The truth about Rabies
By: Dr. Fiona Caldwell
For Pets Best Insurance
Descriptions of rabies infections go back thousands of years, and most places in the world have had reports of this deadly disease. It is highly fatal, with no known predictable cure. While there have been recent reports of human survival after becoming infected, this is uncommon.
Many people don’t realize how fast death can occur once signs of rabies develop. The law, while regional in its specifics, generally requires all pets and most farm animals to be vaccinated against this disease. Even though vaccination is readily available, every year the U.S. reports several human deaths from rabies, not to mention hundreds of dog and cat deaths. Worldwide deaths from rabies are thought to be around 55,000 per year.
Rabies virus is an RNA virus called Lyssa virus. It is very unstable in the environment, meaning it can’t survive on its own and needs fresh contact with broken skin to survive. It is almost exclusively transmitted by bite wounds, but there have been reports of aerosolized transmission in bat caves also. Once the infected animal’s saliva is in the muscle tissue the virus works its way to nerve fibers where it slowly travels up nerves towards the brain. The farther away from the brain the animal or person is bitten, the longer it will take for them to show clinical signs. In general it can take weeks, months or even years to show signs. Once the virus reaches the brain, clinical signs begin within 3 days and the person or animal can become infective and spread the disease.
There are actually three stages once an animal is infected. Most people know the ‘mad’ or ‘furious’ stage, where animals become aggressive, but this is actually the second stage. The first stage generally involves a subtle behavior change. Social animals may become shy. Vocal animals may undergo a voice change. In the second stage the animal has no fear, may hallucinate and will attack. The last stage is a paralytic stage. Most animals will become weak and start to drool or foam at the mouth as the muscles in the throat are paralyzed. This is the most common stage for people to become exposed, as they approach an animal in distress.
In the last century, the number of human deaths from rabies in the U.S. has fallen from 100 or more per year to an average of a few per year. This is due to control and vaccination of pets and farm animals and to the development of effective post exposure treatment and vaccines.
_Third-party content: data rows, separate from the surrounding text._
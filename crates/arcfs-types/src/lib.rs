#![forbid(unsafe_code)]
//! Shared types for the arcfs overlay.
//!
//! Path splitting and mount-relative tokenization, the stat/dirent wire
//! model handed back through requests, DOS timestamp conversion, and the
//! little-endian field readers used by the archive decoder.

use chrono::NaiveDate;
use serde::{Deserialize, Serialize};
use std::fmt;
use thiserror::Error;

// ── POSIX file mode constants ───────────────────────────────────────────────

/// File type mask (upper bits of mode).
pub const S_IFMT: u32 = 0xF000;
/// Regular file.
pub const S_IFREG: u32 = 0x8000;
/// Directory.
pub const S_IFDIR: u32 = 0x4000;

/// First virtual descriptor minted by a dispatcher.
///
/// Keeps the virtual space clear of stdin/stdout/stderr and the low
/// descriptors a process typically holds at startup.
pub const FIRST_VIRTUAL_FD: i64 = 10;

/// Archive-local entry number (position in the central directory).
///
/// Doubles as the cache file stem: entry 7 extracts to `7.cache`.
#[derive(Debug, Clone, Copy, PartialEq, Eq, PartialOrd, Ord, Hash, Serialize, Deserialize)]
pub struct EntryId(pub u32);

impl fmt::Display for EntryId {
    fn fmt(&self, f: &mut fmt::Formatter<'_>) -> fmt::Result {
        write!(f, "{}", self.0)
    }
}

// ── Path splitting ──────────────────────────────────────────────────────────

fn is_separator(c: char) -> bool {
    c == '/' || (cfg!(windows) && c == '\\')
}

/// Strip a leading NT namespace prefix (`\\?\`) on Windows.
///
/// Paths occasionally arrive in NT form rather than DOS form; everything
/// downstream wants the plain path.
#[must_use]
pub fn strip_nt_prefix(path: &str) -> &str {
    if cfg!(windows) {
        if let Some(rest) = path.strip_prefix("\\\\?\\") {
            return rest;
        }
    }
    path
}

/// Split a path into its non-empty segments.
///
/// The second return signals whether the path ended in a separator
/// (directory intent). Repeated separators produce no empty segments.
#[must_use]
pub fn split_path(path: &str) -> (Vec<String>, bool) {
    let ends_with_separator = path.chars().next_back().is_some_and(is_separator);
    let parts = path
        .split(is_separator)
        .filter(|part| !part.is_empty())
        .map(str::to_owned)
        .collect();
    (parts, ends_with_separator)
}

/// Tokenize `path` relative to `mount_point`.
///
/// Strips the NT prefix, drops `mount_point.len()` leading bytes, then
/// splits the remainder. An empty result addresses the mount root.
#[must_use]
pub fn relative_parts(mount_point: &str, path: &str) -> Vec<String> {
    let stripped = strip_nt_prefix(path);
    let relative = stripped.get(mount_point.len()..).unwrap_or("");
    split_path(relative).0
}

// ── DOS timestamps ──────────────────────────────────────────────────────────

/// Convert a ZIP DOS date/time pair to seconds since the Unix epoch.
///
/// Fields outside the representable range (DOS dates can encode e.g.
/// month 0) collapse to 0 rather than failing the whole parse.
#[must_use]
pub fn dos_to_unix(dos_date: u16, dos_time: u16) -> i64 {
    let year = i32::from((dos_date >> 9) & 0x7f) + 1980;
    let month = u32::from((dos_date >> 5) & 0x0f);
    let day = u32::from(dos_date & 0x1f);
    let hour = u32::from((dos_time >> 11) & 0x1f);
    let minute = u32::from((dos_time >> 5) & 0x3f);
    let second = u32::from((dos_time << 1) & 0x3e);

    NaiveDate::from_ymd_opt(year, month, day)
        .and_then(|date| date.and_hms_opt(hour, minute, second))
        .map(|dt| dt.and_utc().timestamp())
        .unwrap_or(0)
}

// ── Stat buffer ─────────────────────────────────────────────────────────────

/// The stat result carried back through a request.
///
/// Archive entries fill dev/ino/uid/gid with zeros and set all four
/// timestamps to the entry's last-modified time.
#[derive(Debug, Clone, Copy, Default, PartialEq, Eq, Serialize, Deserialize)]
pub struct StatBuf {
    pub dev: u64,
    pub ino: u64,
    pub mode: u32,
    pub uid: u32,
    pub gid: u32,
    pub size: u64,
    pub atime: i64,
    pub mtime: i64,
    pub ctime: i64,
    pub btime: i64,
}

impl StatBuf {
    /// Stat for a regular archive file entry.
    #[must_use]
    pub fn regular(size: u64, timestamp: i64) -> Self {
        Self {
            mode: S_IFREG,
            size,
            atime: timestamp,
            mtime: timestamp,
            ctime: timestamp,
            btime: timestamp,
            ..Self::default()
        }
    }

    /// Stat for an archive directory entry.
    #[must_use]
    pub fn directory(timestamp: i64) -> Self {
        Self {
            mode: S_IFDIR,
            atime: timestamp,
            mtime: timestamp,
            ctime: timestamp,
            btime: timestamp,
            ..Self::default()
        }
    }

    #[must_use]
    pub fn is_file(&self) -> bool {
        self.mode & S_IFMT == S_IFREG
    }

    #[must_use]
    pub fn is_dir(&self) -> bool {
        self.mode & S_IFMT == S_IFDIR
    }
}

// ── Directory entries ───────────────────────────────────────────────────────

#[derive(Debug, Clone, Copy, PartialEq, Eq, Serialize, Deserialize)]
#[serde(rename_all = "lowercase")]
pub enum DirentKind {
    File,
    Dir,
    Link,
    Unknown,
}

/// One entry yielded by scandir.
#[derive(Debug, Clone, PartialEq, Eq, Serialize, Deserialize)]
pub struct Dirent {
    pub name: String,
    pub kind: DirentKind,
}

impl Dirent {
    #[must_use]
    pub fn new(name: impl Into<String>, kind: DirentKind) -> Self {
        Self {
            name: name.into(),
            kind,
        }
    }
}

// ── Little-endian field readers ─────────────────────────────────────────────

#[derive(Debug, Error, Clone, PartialEq, Eq)]
pub enum ParseError {
    #[error("insufficient data: need {needed} bytes at offset {offset}, got {actual}")]
    InsufficientData {
        needed: usize,
        offset: usize,
        actual: usize,
    },
    #[error("invalid field: {field} ({reason})")]
    InvalidField {
        field: &'static str,
        reason: &'static str,
    },
}

#[inline]
pub fn ensure_slice(data: &[u8], offset: usize, len: usize) -> Result<&[u8], ParseError> {
    let Some(end) = offset.checked_add(len) else {
        return Err(ParseError::InvalidField {
            field: "offset",
            reason: "overflow",
        });
    };

    if end > data.len() {
        return Err(ParseError::InsufficientData {
            needed: len,
            offset,
            actual: data.len().saturating_sub(offset),
        });
    }

    Ok(&data[offset..end])
}

#[inline]
pub fn read_le_u16(data: &[u8], offset: usize) -> Result<u16, ParseError> {
    let bytes = ensure_slice(data, offset, 2)?;
    Ok(u16::from_le_bytes([bytes[0], bytes[1]]))
}

#[inline]
pub fn read_le_u32(data: &[u8], offset: usize) -> Result<u32, ParseError> {
    let bytes = ensure_slice(data, offset, 4)?;
    Ok(u32::from_le_bytes([bytes[0], bytes[1], bytes[2], bytes[3]]))
}

#[cfg(test)]
mod tests {
    use super::*;

    #[test]
    fn split_simple_path() {
        let (parts, ends) = split_path("a/b/c");
        assert_eq!(parts, ["a", "b", "c"]);
        assert!(!ends);
    }

    #[test]
    fn split_drops_empty_segments() {
        let (parts, ends) = split_path("//a///b//");
        assert_eq!(parts, ["a", "b"]);
        assert!(ends);
    }

    #[test]
    fn split_empty_path() {
        let (parts, ends) = split_path("");
        assert!(parts.is_empty());
        assert!(!ends);
    }

    #[test]
    fn split_root_only() {
        let (parts, ends) = split_path("/");
        assert!(parts.is_empty());
        assert!(ends);
    }

    #[test]
    fn relative_parts_strips_mount_point() {
        assert_eq!(
            relative_parts("/app", "/app/public/index.html"),
            ["public", "index.html"]
        );
    }

    #[test]
    fn relative_parts_mount_root() {
        assert!(relative_parts("/app", "/app").is_empty());
        assert!(relative_parts("/app", "/app/").is_empty());
    }

    #[test]
    fn relative_parts_short_path() {
        // A path shorter than the mount point addresses nothing.
        assert!(relative_parts("/mount/point", "/m").is_empty());
    }

    #[test]
    fn nt_prefix_noop_on_unix() {
        #[cfg(not(windows))]
        assert_eq!(strip_nt_prefix("\\\\?\\C:\\x"), "\\\\?\\C:\\x");
        #[cfg(windows)]
        assert_eq!(strip_nt_prefix("\\\\?\\C:\\x"), "C:\\x");
    }

    #[test]
    fn dos_time_epoch_1990() {
        // 1990-01-01 00:00:00: year=10, month=1, day=1.
        let date = (10 << 9) | (1 << 5) | 1;
        assert_eq!(dos_to_unix(date, 0), 631_152_000);
    }

    #[test]
    fn dos_time_fields() {
        // 2020-06-15 12:30:10.
        let date = (40 << 9) | (6 << 5) | 15;
        let time = (12 << 11) | (30 << 5) | 5;
        let expected = NaiveDate::from_ymd_opt(2020, 6, 15)
            .unwrap()
            .and_hms_opt(12, 30, 10)
            .unwrap()
            .and_utc()
            .timestamp();
        assert_eq!(dos_to_unix(date, time), expected);
    }

    #[test]
    fn dos_time_invalid_collapses_to_zero() {
        // Month 0 is not representable.
        assert_eq!(dos_to_unix(10 << 9, 0), 0);
    }

    #[test]
    fn stat_buf_classes() {
        let file = StatBuf::regular(42, 100);
        assert!(file.is_file());
        assert!(!file.is_dir());
        assert_eq!(file.size, 42);
        assert_eq!(file.mtime, 100);
        assert_eq!(file.btime, 100);
        assert_eq!(file.dev, 0);

        let dir = StatBuf::directory(7);
        assert!(dir.is_dir());
        assert_eq!(dir.size, 0);
    }

    #[test]
    fn le_readers() {
        let bytes = [0x34_u8, 0x12, 0x78, 0x56];
        assert_eq!(read_le_u16(&bytes, 0).expect("u16"), 0x1234);
        assert_eq!(read_le_u32(&bytes, 0).expect("u32"), 0x5678_1234);
        assert!(read_le_u32(&bytes, 2).is_err());
    }
}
Even though human deaths from rabies are now rare in the U.S., approximately 16,000 to 39,000 people come in contact with potentially rabid animals and receive post exposure prophylaxis each year. Wild animals have accounted for over 90% of reported cases of rabies in recent years. Raccoons continue to be the most frequently reported rabid wildlife species, about a third of cases, with bats at about 25%, followed by skunks, foxes, and other wildlife.
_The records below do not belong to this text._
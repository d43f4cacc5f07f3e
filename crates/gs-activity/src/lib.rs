//! `gs-activity` — dependency edges between activities and veto bookkeeping.
//!
//! An activity is an action that may wait for other actions.  It enters the
//! solver only once every predecessor has completed *and* its resources are
//! assigned; every refused attempt is recorded in a [`VetoSet`] so that the
//! code placing activities can see what is waiting on it.
//!
//! This crate knows nothing about resources or time: the engine asks it
//! whether an activity may start and tells it when one completes.
//!
//! # Crate layout
//!
//! | Module    | Contents                                                   |
//! |-----------|------------------------------------------------------------|
//! | [`graph`] | `DependencyGraph`: edges, cycle check, edge consumption    |
//! | [`veto`]  | `VetoSet`, `VetoReason`                                    |
//! | [`error`] | `ActivityError`, `ActivityResult<T>`                       |

pub mod error;
pub mod graph;
pub mod veto;


pub use error::{ActivityError, ActivityResult};
pub use graph::DependencyGraph;
pub use veto::{VetoReason, VetoSet};
//! `gs-core` — foundational types for the `gridsim` resource-sharing kernel.
//!
//! Every other `gs-*` crate depends on this one.  It has no `gs-*`
//! dependencies and a single external one (`thiserror`, plus optional
//! `serde`).
//!
//! # What lives here
//!
//! | Module          | Contents                                                   |
//! |-----------------|------------------------------------------------------------|
//! | [`ids`]         | `ConstraintId`, `VariableId`, `ResourceId`, `ActionId`, …  |
//! | [`time`]        | `SimTime` (totally ordered `f64`), `SimClock`              |
//! | [`precision`]   | `double_positive`, `double_equals`, `double_update`        |
//! | [`config`]      | `EngineConfig` and its policy enums                        |
//! | [`error`]       | `CoreError`, `ErrorCategory`, action `Failure`             |
//!
//! # Feature flags
//!
//! | Flag    | Effect                                                     |
//! |---------|------------------------------------------------------------|
//! | `serde` | Adds `Serialize`/`Deserialize` to all public types.        |

pub mod config;
pub mod error;
pub mod ids;
pub mod precision;
pub mod time;


// ── Re-exports ────────────────────────────────────────────────────────────────

pub use config::{EngineConfig, MaxDurationOutcome, ModelLayout, StagingPolicy, UpdateAlgorithm};
pub use error::{CoreError, CoreResult, ErrorCategory, Failure};
pub use ids::{ActionId, ConstraintId, ModelId, NetPointId, ResourceId, TimerId, VariableId, WaitId};
pub use precision::{double_equals, double_positive, double_update};
pub use time::{SimClock, SimTime};
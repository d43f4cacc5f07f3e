//! Tolerance-aware float helpers shared by the solver and the models.
//!
//! Residues below the configured precision are noise from repeated
//! subtraction; they are clamped to zero rather than surfaced.

/// `value` is meaningfully above zero.
#[inline]
pub fn double_positive(value: f64, precision: f64) -> bool {
    value > precision
}

/// `a` and `b` are within `precision` of each other.
#[inline]
pub fn double_equals(a: f64, b: f64, precision: f64) -> bool {
    (a - b).abs() < precision
}

/// `*variable -= value`, snapping the result to zero when it falls below
/// `precision`.
#[inline]
pub fn double_update(variable: &mut f64, value: f64, precision: f64) {
    *variable -= value;
    if *variable < precision {
        *variable = 0.0;
    }
}
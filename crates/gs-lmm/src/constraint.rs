//! Constraints: bounded shared capacities.

use gs_core::{ConstraintId, ResourceId, VariableId};

/// How contributions to a constraint combine.
#[derive(Copy, Clone, PartialEq, Eq, Hash, Debug, Default)]
#[cfg_attr(feature = "serde", derive(serde::Serialize, serde::Deserialize))]
pub enum SharingPolicy {
    /// Usage is the sum of contributions (a shared link, a CPU).
    #[default]
    Shared,
    /// Usage is the largest single contribution (fatpipe, duplex halves).
    Fatpipe,
}

/// Reference from a constraint to one element of a variable.
///
/// A variable may hold several elements on the same constraint (a route that
/// crosses a link twice), so the slot inside the variable is kept too.
#[derive(Copy, Clone, PartialEq, Eq, Debug)]
pub(crate) struct ElemRef {
    pub var:  VariableId,
    pub slot: u32,
}

/// A bounded capacity owned by exactly one resource.
#[derive(Clone, Debug)]
pub struct Constraint {
    pub(crate) id:     ConstraintId,
    pub(crate) owner:  ResourceId,
    pub(crate) live:   bool,
    pub(crate) bound:  f64,
    pub(crate) policy: SharingPolicy,

    // ── Concurrency accounting ────────────────────────────────────────────
    pub(crate) concurrency_limit:   i32,
    pub(crate) concurrency_current: i32,
    pub(crate) concurrency_maximum: i32,

    // ── Solve scratch ─────────────────────────────────────────────────────
    pub(crate) usage:     f64,
    pub(crate) remaining: f64,
    /// Position in the solve's light table while the constraint is not yet
    /// saturated.
    pub(crate) light:     Option<usize>,

    /// Every element on this constraint, in registration order.  Enabled vs
    /// disabled is read from the variable's weight.
    pub(crate) elements: Vec<ElemRef>,
    /// Elements still competing in the current solve.
    pub(crate) active:   Vec<ElemRef>,

    pub(crate) in_active_set: bool,
    pub(crate) in_modified:   bool,
}

impl Constraint {
    pub(crate) fn new(id: ConstraintId, owner: ResourceId, bound: f64, limit: i32) -> Self {
        Self {
            id,
            owner,
            live:                true,
            bound,
            policy:              SharingPolicy::Shared,
            concurrency_limit:   limit,
            concurrency_current: 0,
            concurrency_maximum: 0,
            usage:               0.0,
            remaining:           0.0,
            light:               None,
            elements:            Vec::new(),
            active:              Vec::new(),
            in_active_set:       false,
            in_modified:         false,
        }
    }

    #[inline]
    pub fn id(&self) -> ConstraintId {
        self.id
    }

    /// The resource this capacity belongs to.
    #[inline]
    pub fn owner(&self) -> ResourceId {
        self.owner
    }

    #[inline]
    pub fn bound(&self) -> f64 {
        self.bound
    }

    #[inline]
    pub fn sharing_policy(&self) -> SharingPolicy {
        self.policy
    }

    /// `-1` means unlimited.
    #[inline]
    pub fn concurrency_limit(&self) -> i32 {
        self.concurrency_limit
    }

    #[inline]
    pub fn concurrency_current(&self) -> i32 {
        self.concurrency_current
    }

    /// Highest concurrency observed since creation or the last reset.
    #[inline]
    pub fn concurrency_maximum(&self) -> i32 {
        self.concurrency_maximum
    }

    pub fn reset_concurrency_maximum(&mut self) {
        self.concurrency_maximum = self.concurrency_current;
    }

    /// Number of elements (enabled or not) registered on this constraint.
    #[inline]
    pub fn element_count(&self) -> usize {
        self.elements.len()
    }

    /// Free concurrency slots; `i32::MAX` when unlimited.
    #[inline]
    pub fn concurrency_slack(&self) -> i32 {
        if self.concurrency_limit < 0 {
            i32::MAX
        } else {
            self.concurrency_limit - self.concurrency_current
        }
    }

    pub(crate) fn increase_concurrency(&mut self, amount: i32) {
        self.concurrency_current += amount;
        if self.concurrency_current > self.concurrency_maximum {
            self.concurrency_maximum = self.concurrency_current;
        }
        debug_assert!(
            self.concurrency_limit < 0 || self.concurrency_current <= self.concurrency_limit,
            "concurrency of {} exceeds its limit",
            self.id
        );
    }

    pub(crate) fn decrease_concurrency(&mut self, amount: i32) {
        self.concurrency_current -= amount;
        debug_assert!(self.concurrency_current >= 0);
    }

    pub(crate) fn remove_active(&mut self, r: ElemRef) {
        if let Some(pos) = self.active.iter().position(|&a| a == r) {
            self.active.swap_remove(pos);
        }
    }
}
If a person is exposed to rabies or bitten by an animal, quick treatment can prevent infection. Prompt washing of the wound with soap, water and iodine or alcohol can help. It is important to seek medical attention immediately; a series of vaccinations can prevent the disease. Most people working with wildlife or animals for a living are encouraged to be vaccinated against rabies.
Laws regarding rabies vaccination and biting dogs are very regionally dependent. Your area may differ, but in general, if your dog bites someone and isn’t current on their rabies vaccine, the law requires you to have them confined at an authorized facility for at least 10 days, and then vaccinated. If the dog had rabies at the time of the bite, they would likely die in that time.
You can help prevent rabies by keeping all of your pets vaccinated. Contact animal control to remove stray animals, or suspicious wildlife. Don’t approach sick or dead wildlife. If you are bitten, wash the wound and seek medical attention. The rabies vaccine is very effective, and with proper administration and common sense, rabies deaths should continue to decline. If you have questions about the vaccine status of your pet, contact your veterinarian.